Performing animals have been chronicled since antiquity. Even Sir Walter Raleigh's History of the World gives the dancing horse Marocco a mention. Marocco seemed to have unusual abilities, including counting, fetching, and special movements -- but was, of course, prompted by its trainer, William Banks. The training methods involved were not harsh for their day. Rewards for wanted behaviors were loaves of bread, and punishments for willfulness were withholdings of food. Only Banks, a Briton, worked with the horse.
Samuel Bisset, born 1721, had a troupe of many creatures, of which the Wonderful Pig became the star. Toby the Learned Pig's powers included spelling out names using cardboard letters, bowing, and distinguishing between single and married spectators. When Bisset died, the porcine prophet was taken over by one Mr. Nicholson. Circa 1787, Robert Burns agreed to attend a party commemorating the first collection of his poems only if the Learned Pig was also there.
The Feejee Mermaid is the subject of an informative chapter. London's Turf coffeehouse exhibited the dried mermaid in 1822. It had found its way to the English city by way of Samuel Barrett Eades, an American sea captain. He had purchased it from a Dutchman who claimed to have gotten it from the Japanese fisherfolk who had originally caught it. In January of that year he managed to buy it by selling, for $6,000, the ship under his stewardship: the Pickering. Eades's letter about it must have surprised the ship's owner. In September, when Eades came to London, the mermaid was confiscated as contraband by customs officers.
The "magic beans"-like purchase paid off when the mermaid became a sensation in London, including among some "experts." Dr. Reese Price announced that it was genuine. Eades later found out from other scientists that the mermaid was a fake, but he continued to exhibit it. Sir Everard Home, who had been falsely declared to have endorsed the mermaid, arranged for its debunking. Despite all this, several decades later Phineas Taylor Barnum acquired the "mermaid" and insured its immortality, largely through its exhibition in his American Museum. The book also features photographs of other fake mermaids, plus an x-ray of one, revealing how it was faked.
The stories of the famous elephants, Chunee and Jumbo, are instructive as to the various ways people treat animals. The former met a horrible death by bayonet and bullets after he rebelled against his confinement. While the immortal Jumbo -- lifted to everlasting fame by Barnum ballyhoo and personal popularity -- also may have had his period of ill temper in England because of emerging molars, he had a keeper, Matthew Scott, who could calm him. Jumbo's death in 1885, after less arduous confinement than Chunee, came when a locomotive rammed into him in St. Thomas, Ontario, Canada. Wonderful photographs of Jumbo and Scott are reproduced, including one taken when Jumbo was little and another when the elephant was older and immense.

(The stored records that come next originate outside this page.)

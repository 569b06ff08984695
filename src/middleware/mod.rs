pub mod auth;
pub mod authz;
pub mod rate_limit;

pub use auth::{ErrorResponse, require_session_from_headers};
pub use authz::{ANY_ROLE, Role, require_role};
pub use rate_limit::{RateLimiter, rate_limit_key, too_many_requests};
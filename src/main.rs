use std::net::SocketAddr;
use std::sync::Arc;

use anyhow::Result;
use axum::{
    Router,
    http::{Method, header},
    routing::get,
};
use sqlx::postgres::PgPoolOptions;
use tower_http::{cors::CorsLayer, trace::TraceLayer};
use tracing_subscriber::{layer::SubscriberExt, util::SubscriberInitExt};

mod api;
mod config;
mod db;
mod middleware;
mod models;
mod utils;

use api::AppState;
use config::Config;
use middleware::rate_limit::{RateLimiter, RedisStore};

#[tokio::main]
async fn main() -> Result<()> {
    // Load environment variables
    dotenvy::dotenv().ok();

    // Initialize tracing
    tracing_subscriber::registry()
        .with(tracing_subscriber::EnvFilter::new(
            std::env::var("RUST_LOG")
                .unwrap_or_else(|_| "workboard_api=info,tower_http=info".into()),
        ))
        .with(tracing_subscriber::fmt::layer())
        .init();

    let config = Config::from_env().unwrap_or_else(|e| {
        tracing::warn!("Failed to load config from environment ({}), using defaults", e);
        Config::default()
    });

    tracing::info!(environment = ?config.environment, "Configuration loaded");

    // Database connection
    let pool = PgPoolOptions::new()
        .max_connections(20)
        .min_connections(5)
        .acquire_timeout(std::time::Duration::from_secs(10))
        .idle_timeout(std::time::Duration::from_secs(300))
        .connect(&config.database_url)
        .await?;

    tracing::info!("Connected to PostgreSQL");

    // Run migrations
    sqlx::migrate!("./migrations").run(&pool).await?;

    tracing::info!("Database migrations completed");

    // Rate limiting backend: Redis when configured, otherwise the
    // in-process store (single node, counters lost on restart).
    let limiter = match &config.redis_url {
        Some(url) => {
            let client = redis::Client::open(url.as_str())?;
            let conn = redis::aio::ConnectionManager::new(client).await?;
            tracing::info!("Rate limiting on shared Redis counters");
            RateLimiter::new(
                Arc::new(RedisStore::new(conn)),
                config.rate_limits.fail_open,
            )
        }
        None => {
            tracing::info!("Rate limiting on in-process counters");
            RateLimiter::in_memory(config.rate_limits.fail_open)
        }
    };

    let app_state = AppState::new(pool, limiter, config.rate_limits.clone());

    // Configure CORS - allow frontend origins
    // Supports comma-separated list of origins for multiple environments
    let origins: Vec<header::HeaderValue> = config
        .frontend_url
        .split(',')
        .filter_map(|s| s.trim().parse::<header::HeaderValue>().ok())
        .collect();

    let cors = CorsLayer::new()
        .allow_origin(origins)
        .allow_methods([
            Method::GET,
            Method::POST,
            Method::PUT,
            Method::DELETE,
            Method::OPTIONS,
        ])
        .allow_headers([header::AUTHORIZATION, header::CONTENT_TYPE, header::ACCEPT])
        .allow_credentials(true)
        .max_age(std::time::Duration::from_secs(3600));

    tracing::info!("CORS configured for origins: {}", config.frontend_url);

    // Build router
    let app = Router::new()
        // Health checks
        .route("/ping", get(api::health::ping))
        .route("/health", get(api::health::health_check))
        // API v1
        .nest("/v1", api::routes::v1_routes())
        // State and middleware
        .with_state(app_state)
        .layer(TraceLayer::new_for_http())
        .layer(cors);

    // Start server
    let addr: SocketAddr = format!("{}:{}", config.server_host, config.server_port).parse()?;
    tracing::info!("Starting server on {}", addr);

    // Graceful shutdown handling
    let listener = tokio::net::TcpListener::bind(addr).await?;

    axum::serve(listener, app)
        .with_graceful_shutdown(shutdown_signal())
        .await?;

    tracing::info!("Server shutdown complete");
    Ok(())
}

async fn shutdown_signal() {
    let ctrl_c = async {
        tokio::signal::ctrl_c()
            .await
            .expect("Failed to install Ctrl+C handler");
    };

    #[cfg(unix)]
    let terminate = async {
        tokio::signal::unix::signal(tokio::signal::unix::SignalKind::terminate())
            .expect("Failed to install signal handler")
            .recv()
            .await;
    };

    #[cfg(not(unix))]
    let terminate = std::future::pending::<()>();

    tokio::select! {
        _ = ctrl_c => {
            tracing::info!("Received Ctrl+C, starting graceful shutdown");
        },
        _ = terminate => {
            tracing::info!("Received SIGTERM, starting graceful shutdown");
        },
    }
}
use axum::{Json, extract::State};
use chrono::{DateTime, Utc};
use serde::{Deserialize, Serialize};
use sqlx::Row;

use super::AppState;

/// Verify a session token issued by the external auth layer.
/// Called by the frontend server to validate sessions.
#[derive(Debug, Deserialize)]
pub struct VerifySessionRequest {
    pub session_token: String,
}

#[derive(Debug, Serialize)]
pub struct VerifySessionResponse {
    pub valid: bool,
    pub user_id: Option<String>,
    pub email: Option<String>,
    pub expires_at: Option<DateTime<Utc>>,
}

pub async fn verify_session(
    State(state): State<AppState>,
    Json(req): Json<VerifySessionRequest>,
) -> Json<VerifySessionResponse> {
    let session = sqlx::query(
        r#"
        SELECT
            s.id,
            s.user_id,
            s.expires_at,
            u.email
        FROM session s
        JOIN "user" u ON s.user_id = u.id
        WHERE s.token = $1 AND s.expires_at > NOW()
        "#,
    )
    .bind(&req.session_token)
    .fetch_optional(&state.db)
    .await;

    match session {
        Ok(Some(row)) => {
            let user_id: String = row.get("user_id");
            let email: Option<String> = row.get("email");
            let expires_at: chrono::NaiveDateTime = row.get("expires_at");

            Json(VerifySessionResponse {
                valid: true,
                user_id: Some(user_id),
                email,
                expires_at: Some(expires_at.and_utc()),
            })
        }
        _ => Json(VerifySessionResponse {
            valid: false,
            user_id: None,
            email: None,
            expires_at: None,
        }),
    }
}
use axum::{Json, extract::State};
use serde::Serialize;

use super::AppState;

#[derive(Serialize)]
pub struct HealthResponse {
    pub status: String,
    pub version: String,
    pub services: ServiceStatus,
}

#[derive(Serialize)]
pub struct ServiceStatus {
    pub database: bool,
    pub rate_limit_store: bool,
}

#[derive(Serialize)]
pub struct PingResponse {
    pub status: &'static str,
}

/// Lightweight liveness probe for container healthchecks.
/// Returns 200 immediately — no DB or store calls.
pub async fn ping() -> Json<PingResponse> {
    Json(PingResponse { status: "ok" })
}

/// Full health check — queries the database and the rate-limit store.
pub async fn health_check(State(state): State<AppState>) -> Json<HealthResponse> {
    let db_healthy = sqlx::query("SELECT 1").fetch_one(&state.db).await.is_ok();
    let store_healthy = state.limiter.ping().await;

    let all_healthy = db_healthy && store_healthy;

    Json(HealthResponse {
        status: if all_healthy {
            "healthy".to_string()
        } else {
            "degraded".to_string()
        },
        version: env!("CARGO_PKG_VERSION").to_string(),
        services: ServiceStatus {
            database: db_healthy,
            rate_limit_store: store_healthy,
        },
    })
}
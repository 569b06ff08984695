use axum::{
    Json,
    http::{StatusCode, header},
};
use serde::Serialize;
use sqlx::PgPool;

#[derive(Debug, Clone)]
pub struct AuthenticatedUser {
    pub user_id: String,
    pub email: String,
}

#[derive(Serialize, Clone)]
pub struct ErrorResponse {
    pub error: String,
    pub code: String,
    #[serde(skip_serializing_if = "Option::is_none")]
    pub details: Option<String>,
}

impl ErrorResponse {
    pub fn new(error: impl Into<String>, code: impl Into<String>) -> Self {
        Self {
            error: error.into(),
            code: code.into(),
            details: None,
        }
    }

    pub fn with_details(mut self, details: impl Into<String>) -> Self {
        self.details = Some(details.into());
        self
    }
}

async fn validate_session(db: &PgPool, token: &str) -> Result<AuthenticatedUser, String> {
    let result = sqlx::query(
        r#"
        SELECT
            s.user_id,
            u.email
        FROM session s
        JOIN "user" u ON s.user_id = u.id
        WHERE s.token = $1
          AND s.expires_at > NOW()
        "#,
    )
    .bind(token)
    .fetch_optional(db)
    .await;

    match result {
        Ok(Some(row)) => {
            use sqlx::Row;
            Ok(AuthenticatedUser {
                user_id: row.get("user_id"),
                email: row.get("email"),
            })
        }
        Ok(None) => Err("Invalid or expired session".to_string()),
        Err(e) => Err(format!("Database error: {}", e)),
    }
}

pub async fn require_session_from_headers(
    db: &PgPool,
    headers: &axum::http::HeaderMap,
) -> Result<AuthenticatedUser, (StatusCode, Json<ErrorResponse>)> {
    let token = headers
        .get(header::AUTHORIZATION)
        .and_then(|h| h.to_str().ok())
        .and_then(|s| s.strip_prefix("Bearer "));

    let token = match token {
        Some(t) if !t.is_empty() => t,
        _ => {
            return Err((
                StatusCode::UNAUTHORIZED,
                Json(ErrorResponse::new(
                    "Session token required. Please log in.",
                    "SESSION_REQUIRED",
                )),
            ));
        }
    };

    validate_session(db, token).await.map_err(|err| {
        (
            StatusCode::UNAUTHORIZED,
            Json(ErrorResponse::new(err, "SESSION_INVALID")),
        )
    })
}
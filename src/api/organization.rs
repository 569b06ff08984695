use axum::{
    Json,
    extract::{Path, State},
    http::{HeaderMap, StatusCode},
};
use serde::{Deserialize, Serialize};
use sqlx::Row;
use uuid::Uuid;
use validator::Validate;

use super::AppState;
use crate::middleware::{
    ANY_ROLE, ErrorResponse, rate_limit_key, require_role, require_session_from_headers,
    too_many_requests,
};
use crate::models::organization::Organization;

// ============================================
// Request/Response Types
// ============================================

#[derive(Debug, Deserialize, Validate)]
pub struct CreateOrganizationRequest {
    #[validate(length(min = 1, max = 120, message = "Organization name is required"))]
    pub name: String,
}

#[derive(Debug, Serialize)]
pub struct ListOrganizationsResponse {
    pub organizations: Vec<Organization>,
}

fn organization_from_row(row: &sqlx::postgres::PgRow) -> Organization {
    Organization {
        id: row.get("id"),
        name: row.get("name"),
        created_at: row.get::<chrono::NaiveDateTime, _>("created_at").and_utc(),
        updated_at: row.get::<chrono::NaiveDateTime, _>("updated_at").and_utc(),
    }
}

// ============================================
// Handlers
// ============================================

/// Create an organization; the creator becomes its owner.
///
/// **Auth: Session Required** — rate limited per user.
pub async fn create_organization(
    State(state): State<AppState>,
    headers: HeaderMap,
    Json(req): Json<CreateOrganizationRequest>,
) -> Result<Json<Organization>, (StatusCode, Json<ErrorResponse>)> {
    let user = require_session_from_headers(&state.db, &headers).await?;

    let decision = state
        .limiter
        .check(
            &rate_limit_key("create-org", &user.user_id),
            state.rate_limits.create_org_limit,
            &state.rate_limits.create_org_window,
        )
        .await;
    if !decision.admitted {
        return Err(too_many_requests(&decision));
    }

    req.validate().map_err(|e| {
        (
            StatusCode::BAD_REQUEST,
            Json(ErrorResponse::new("Invalid request", "VALIDATION_ERROR").with_details(e.to_string())),
        )
    })?;

    // Organization and owner membership land in one transaction so a
    // half-created org can never exist without an owner.
    let mut tx = state.db.begin().await.map_err(db_error)?;

    let row = sqlx::query(
        r#"
        INSERT INTO organization (name)
        VALUES ($1)
        RETURNING id, name, created_at, updated_at
        "#,
    )
    .bind(req.name.trim())
    .fetch_one(&mut *tx)
    .await
    .map_err(|e| {
        tracing::error!("Failed to create organization: {}", e);
        (
            StatusCode::INTERNAL_SERVER_ERROR,
            Json(ErrorResponse::new(
                "Failed to create organization",
                "DB_INSERT_FAILED",
            )),
        )
    })?;

    let org_id: Uuid = row.get("id");

    sqlx::query(
        "INSERT INTO organization_member (organization_id, user_id, role) VALUES ($1, $2, 'owner')",
    )
    .bind(org_id)
    .bind(&user.user_id)
    .execute(&mut *tx)
    .await
    .map_err(db_error)?;

    tx.commit().await.map_err(db_error)?;

    tracing::info!(organization_id = %org_id, user_id = %user.user_id, "organization created");

    Ok(Json(organization_from_row(&row)))
}

/// List organizations the caller belongs to.
///
/// **Auth: Session Required**
pub async fn list_organizations(
    State(state): State<AppState>,
    headers: HeaderMap,
) -> Result<Json<ListOrganizationsResponse>, (StatusCode, Json<ErrorResponse>)> {
    let user = require_session_from_headers(&state.db, &headers).await?;

    let rows = sqlx::query(
        r#"
        SELECT o.id, o.name, o.created_at, o.updated_at
        FROM organization o
        JOIN organization_member om ON o.id = om.organization_id
        WHERE om.user_id = $1
        ORDER BY om.created_at DESC
        "#,
    )
    .bind(&user.user_id)
    .fetch_all(&state.db)
    .await
    .map_err(db_error)?;

    Ok(Json(ListOrganizationsResponse {
        organizations: rows.iter().map(organization_from_row).collect(),
    }))
}

/// Get a single organization.
///
/// **Auth: Session Required** — any member role.
pub async fn get_organization(
    State(state): State<AppState>,
    headers: HeaderMap,
    Path(org_id): Path<Uuid>,
) -> Result<Json<Organization>, (StatusCode, Json<ErrorResponse>)> {
    let user = require_session_from_headers(&state.db, &headers).await?;
    require_role(&state.db, org_id, &user.user_id, &ANY_ROLE).await?;

    let row = sqlx::query(
        r#"
        SELECT id, name, created_at, updated_at
        FROM organization
        WHERE id = $1
        "#,
    )
    .bind(org_id)
    .fetch_optional(&state.db)
    .await
    .map_err(db_error)?;

    match row {
        Some(row) => Ok(Json(organization_from_row(&row))),
        None => Err((
            StatusCode::NOT_FOUND,
            Json(ErrorResponse::new(
                "Organization not found",
                "ORG_NOT_FOUND",
            )),
        )),
    }
}

pub(super) fn db_error(e: sqlx::Error) -> (StatusCode, Json<ErrorResponse>) {
    (
        StatusCode::INTERNAL_SERVER_ERROR,
        Json(ErrorResponse::new(
            format!("Database error: {}", e),
            "DB_ERROR",
        )),
    )
}
//! Handler for the save endpoint.

use axum::{
    Json,
    extract::{State, rejection::JsonRejection},
};
use serde_json::Value;
use validator::Validate;

use crate::api::dto::save::{SaveRequest, SaveResponse};
use crate::domain::repositories::UrlSaver;
use crate::error::AppError;
use crate::state::AppState;

/// Saves a URL under a caller-chosen or generated alias.
///
/// # Endpoint
///
/// `POST /url`
///
/// # Request Body
///
/// ```json
/// {
///   "url": "https://example.com",
///   "alias": "abc123"   // optional
/// }
/// ```
///
/// # Response
///
/// ```json
/// { "status": "ok", "alias": "https://s.example.com/abc123" }
/// ```
///
/// # Errors
///
/// - 400 if the body cannot be decoded or fails validation
/// - 409 `{"status":"error","message":"url already exists"}` if the alias is taken
/// - 500 on storage or random source failures
pub async fn save_handler<R>(
    State(state): State<AppState<R>>,
    payload: Result<Json<SaveRequest>, JsonRejection>,
) -> Result<Json<SaveResponse>, AppError>
where
    R: UrlSaver + 'static,
{
    let Json(payload) = payload.map_err(|rejection| {
        tracing::error!(error = %rejection, "failed to decode request body");
        AppError::bad_request("failed to decode request", Value::Null)
    })?;

    tracing::info!(request = ?payload, "request body decoded");

    payload
        .validate()
        .inspect_err(|e| tracing::error!(error = %e, "invalid request"))?;

    let alias = state
        .url_service
        .shorten(&payload.url, payload.alias)
        .await?;

    Ok(Json(SaveResponse::ok(state.short_link(&alias))))
}
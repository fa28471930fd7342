//! Core domain entities.
//!
//! - [`UrlRecord`] - A persisted alias-to-URL mapping

pub mod url_record;

pub use url_record::UrlRecord;
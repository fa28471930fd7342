#![allow(dead_code)]

use alias_shortener::prelude::{AppState, SqliteUrlRepository};
use sqlx::SqlitePool;
use std::sync::Arc;

pub const DOMAIN_PREFIX: &str = "https://s.example.com/";

pub async fn create_test_repository(pool: SqlitePool) -> Arc<SqliteUrlRepository> {
    let repo = SqliteUrlRepository::new(Arc::new(pool));
    repo.init().await.unwrap();
    Arc::new(repo)
}

pub async fn create_test_url(pool: &SqlitePool, alias: &str, url: &str) {
    sqlx::query("INSERT INTO url (alias, url) VALUES (?, ?)")
        .bind(alias)
        .bind(url)
        .execute(pool)
        .await
        .unwrap();
}

pub async fn count_aliases(pool: &SqlitePool, alias: &str) -> i64 {
    sqlx::query_scalar("SELECT COUNT(*) FROM url WHERE alias = ?")
        .bind(alias)
        .fetch_one(pool)
        .await
        .unwrap()
}

pub async fn create_test_state(pool: SqlitePool) -> AppState<SqliteUrlRepository> {
    let repo = create_test_repository(pool).await;
    AppState::new(repo, 8, DOMAIN_PREFIX)
}
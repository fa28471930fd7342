//! DTOs for the save endpoint.

use regex::Regex;
use serde::{Deserialize, Serialize};
use std::sync::LazyLock;
use validator::Validate;

/// Allowed alias characters. Empty is accepted and means "generate one".
static ALIAS_REGEX: LazyLock<Regex> = LazyLock::new(|| Regex::new(r"^[A-Za-z0-9_-]*$").unwrap());

/// Request to save a URL.
#[derive(Debug, Deserialize, Validate)]
pub struct SaveRequest {
    /// The URL to shorten.
    #[validate(url(message = "Invalid URL format"))]
    pub url: String,

    /// Optional caller-chosen alias.
    #[serde(default)]
    #[validate(length(max = 64))]
    #[validate(regex(path = "*ALIAS_REGEX"))]
    pub alias: Option<String>,
}

/// Successful save result.
#[derive(Debug, Serialize)]
pub struct SaveResponse {
    pub status: &'static str,
    /// Domain prefix followed by the alias.
    pub alias: String,
}

impl SaveResponse {
    pub fn ok(alias: String) -> Self {
        Self {
            status: "ok",
            alias,
        }
    }
}

#[cfg(test)]
mod tests {
    use super::*;

    fn request(url: &str, alias: Option<&str>) -> SaveRequest {
        SaveRequest {
            url: url.to_string(),
            alias: alias.map(str::to_string),
        }
    }

    #[test]
    fn test_valid_request() {
        assert!(request("https://example.com", Some("abc123")).validate().is_ok());
        assert!(request("https://example.com", None).validate().is_ok());
        assert!(request("https://example.com", Some("")).validate().is_ok());
        assert!(request("https://example.com", Some("my_link-2")).validate().is_ok());
    }

    #[test]
    fn test_invalid_url() {
        let errors = request("not-a-url", None).validate().unwrap_err();
        assert!(errors.field_errors().contains_key("url"));
    }

    #[test]
    fn test_empty_url() {
        assert!(request("", None).validate().is_err());
    }

    #[test]
    fn test_alias_with_forbidden_characters() {
        let errors = request("https://example.com", Some("a/b"))
            .validate()
            .unwrap_err();
        assert!(errors.field_errors().contains_key("alias"));

        assert!(request("https://example.com", Some("has space")).validate().is_err());
    }

    #[test]
    fn test_alias_too_long() {
        let alias = "a".repeat(65);
        assert!(request("https://example.com", Some(&alias)).validate().is_err());
    }

    #[test]
    fn test_deserialize_without_alias() {
        let req: SaveRequest = serde_json::from_str(r#"{"url":"https://example.com"}"#).unwrap();
        assert!(req.alias.is_none());
    }
}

Animals have not always been as beloved as Jumbo. During medieval times, it was believed that animals could be devil-possessed, and the trials of their alleged wrongdoings helped unite the public and demonstrate the Catholic Church's "omnipotence." In Falaise, France, a sow that killed a baby was hanged in human clothes. Even insects could be excommunicated.
Actual animals were not the only subjects of strange beliefs. Unreal animals dealt with in this volume include the Basilisk of Warsaw, the vegetable lamb, and tree-growing geese.
Fortean phenomena also figure, and strange showers of fishes, amphibians, and worms are examined as to their actuality. The worms that fell in Halmstad, Sweden, on December 9, 1923 were thought to come from outer space by some, but Baron Charles de Geer, the famed entomologist, established that they were earthly compost worms. Dr. Herved Berlin found a biological and meteorological explanation about how the worms sailed into the air using leaves as sails and then released their grips, coming down from above. The 1923/24 winter in Scandinavia provided the rare conditions for this verified worm fall to occur.
Mysteries about toads in holes and toads in stones provide an appropriate finale to this memorable menagerie.